Giuseppe Concialdi, Alkis Koudounas, Eliana Pastor, Barbara Di Eugenio, Elena Baralis

Published: 01 Jan 2024, Last Modified: 06 Aug 2024ICASSP 2024EveryoneRevisionsBibTeXCC BY-SA 4.0

Abstract: In the domain of music generation, prevailing methods focus on text-to-music tasks, predominantly relying on diffusion models. However, they fail to achieve good vocal quality in synthetic music compositions.To tackle this critical challenge, we present Ainur, a hierarchical diffusion model that concentrates on the lyrics-to-music generation task. Through its use of multimodal Lyrics-Audio Spectrogram Pre-training (CLASP) embeddings, Ainur distinguishes itself from past approaches by specifically enhancing the vocal quality of synthetically produced music.
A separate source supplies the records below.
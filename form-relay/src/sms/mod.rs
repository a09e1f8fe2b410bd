//! Outbound SMS notification.
//!
//! The handler only ever talks to [`SmsProvider`] through [`deliver`], which
//! turns every outcome into a [`Delivery`] so a provider failure can never
//! become an HTTP error.

pub mod twilio;

use async_trait::async_trait;
use serde::Deserialize;
use thiserror::Error;
use tracing::{error, info};

use crate::config::SmsSettings;

pub use twilio::TwilioClient;

/// Fallback text when the provider failed without saying why.
pub const UNKNOWN_PROVIDER_ERROR: &str = "Unknown Twilio error";

/// Provider acknowledgement of an accepted message.
#[derive(Debug, Clone, PartialEq, Eq, Deserialize)]
pub struct MessageReceipt {
    pub sid: String,
    #[serde(default)]
    pub status: Option<String>,
}

/// Errors raised by an SMS provider.
#[derive(Debug, Error)]
pub enum SmsError {
    #[error("{0}")]
    Transport(#[from] reqwest::Error),

    #[error("{message}")]
    Api {
        status: u16,
        code: Option<u32>,
        message: String,
    },
}

impl SmsError {
    /// Human readable reason, never empty.
    pub fn reason(&self) -> String {
        let reason = self.to_string();
        if reason.trim().is_empty() {
            UNKNOWN_PROVIDER_ERROR.to_string()
        } else {
            reason
        }
    }
}

/// Something that can send one SMS.
#[async_trait]
pub trait SmsProvider: Send + Sync {
    async fn send(&self, settings: &SmsSettings<'_>, body: &str)
        -> Result<MessageReceipt, SmsError>;
}

/// Outcome of one attempt to notify the owner.
#[derive(Debug, Clone, PartialEq, Eq)]
pub enum Delivery {
    Sent { sid: String },
    /// Sending was not attempted because configuration is incomplete.
    Skipped(String),
    Failed(String),
}

impl Delivery {
    pub fn sent(&self) -> bool {
        matches!(self, Delivery::Sent { .. })
    }

    pub fn error(&self) -> Option<&str> {
        match self {
            Delivery::Sent { .. } => None,
            Delivery::Skipped(reason) | Delivery::Failed(reason) => Some(reason),
        }
    }
}

/// Send `body` once and record the outcome.
pub async fn deliver(
    provider: &dyn SmsProvider,
    settings: &SmsSettings<'_>,
    body: &str,
) -> Delivery {
    info!(
        to = %settings.to,
        body_chars = body.chars().count(),
        "sms_send_starting"
    );

    match provider.send(settings, body).await {
        Ok(receipt) => {
            info!(
                sid = %receipt.sid,
                status = ?receipt.status,
                "sms_sent"
            );
            Delivery::Sent { sid: receipt.sid }
        }
        Err(e) => {
            let reason = e.reason();
            match &e {
                SmsError::Api { status, code, .. } => {
                    error!(status = status, code = ?code, error = %reason, "sms_send_failed");
                }
                SmsError::Transport(inner) => {
                    error!(
                        is_timeout = inner.is_timeout(),
                        is_connect = inner.is_connect(),
                        error = %reason,
                        "sms_send_failed"
                    );
                }
            }
            Delivery::Failed(reason)
        }
    }
}

#[cfg(test)]
mod tests {
    use super::*;

    struct FixedProvider(fn() -> Result<MessageReceipt, SmsError>);

    #[async_trait]
    impl SmsProvider for FixedProvider {
        async fn send(
            &self,
            _settings: &SmsSettings<'_>,
            _body: &str,
        ) -> Result<MessageReceipt, SmsError> {
            (self.0)()
        }
    }

    fn settings() -> SmsSettings<'static> {
        SmsSettings {
            account_sid: "AC123",
            auth_token: "secret",
            from: "+15550001111",
            to: "+15552223333",
        }
    }

    #[tokio::test]
    async fn test_deliver_success() {
        let provider = FixedProvider(|| {
            Ok(MessageReceipt {
                sid: "SM1".to_string(),
                status: Some("queued".to_string()),
            })
        });

        let delivery = deliver(&provider, &settings(), "hello").await;

        assert_eq!(delivery, Delivery::Sent { sid: "SM1".to_string() });
        assert!(delivery.sent());
        assert_eq!(delivery.error(), None);
    }

    #[tokio::test]
    async fn test_deliver_api_failure() {
        let provider = FixedProvider(|| {
            Err(SmsError::Api {
                status: 400,
                code: Some(21211),
                message: "Invalid 'To' Phone Number".to_string(),
            })
        });

        let delivery = deliver(&provider, &settings(), "hello").await;

        assert!(!delivery.sent());
        assert_eq!(delivery.error(), Some("Invalid 'To' Phone Number"));
    }

    #[tokio::test]
    async fn test_deliver_failure_without_message_uses_fallback() {
        let provider = FixedProvider(|| {
            Err(SmsError::Api {
                status: 500,
                code: None,
                message: String::new(),
            })
        });

        let delivery = deliver(&provider, &settings(), "hello").await;

        assert_eq!(delivery, Delivery::Failed(UNKNOWN_PROVIDER_ERROR.to_string()));
    }

    #[test]
    fn test_skipped_reports_reason() {
        let delivery = Delivery::Skipped("Missing Twilio env vars: OWNER_PHONE".to_string());
        assert!(!delivery.sent());
        assert_eq!(delivery.error(), Some("Missing Twilio env vars: OWNER_PHONE"));
    }
}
Notably, Ainur’s training and testing processes are highly efficient, requiring only a single GPU. According to experimental results, Ainur meets or exceeds the quality of other state-of-the-art models like MusicGen, MusicLM, and AudioLDM2 in both objective and subjective evaluations. Additionally, Ainur offers near real-time inference speed, which facilitate its use in practical, real-world applications.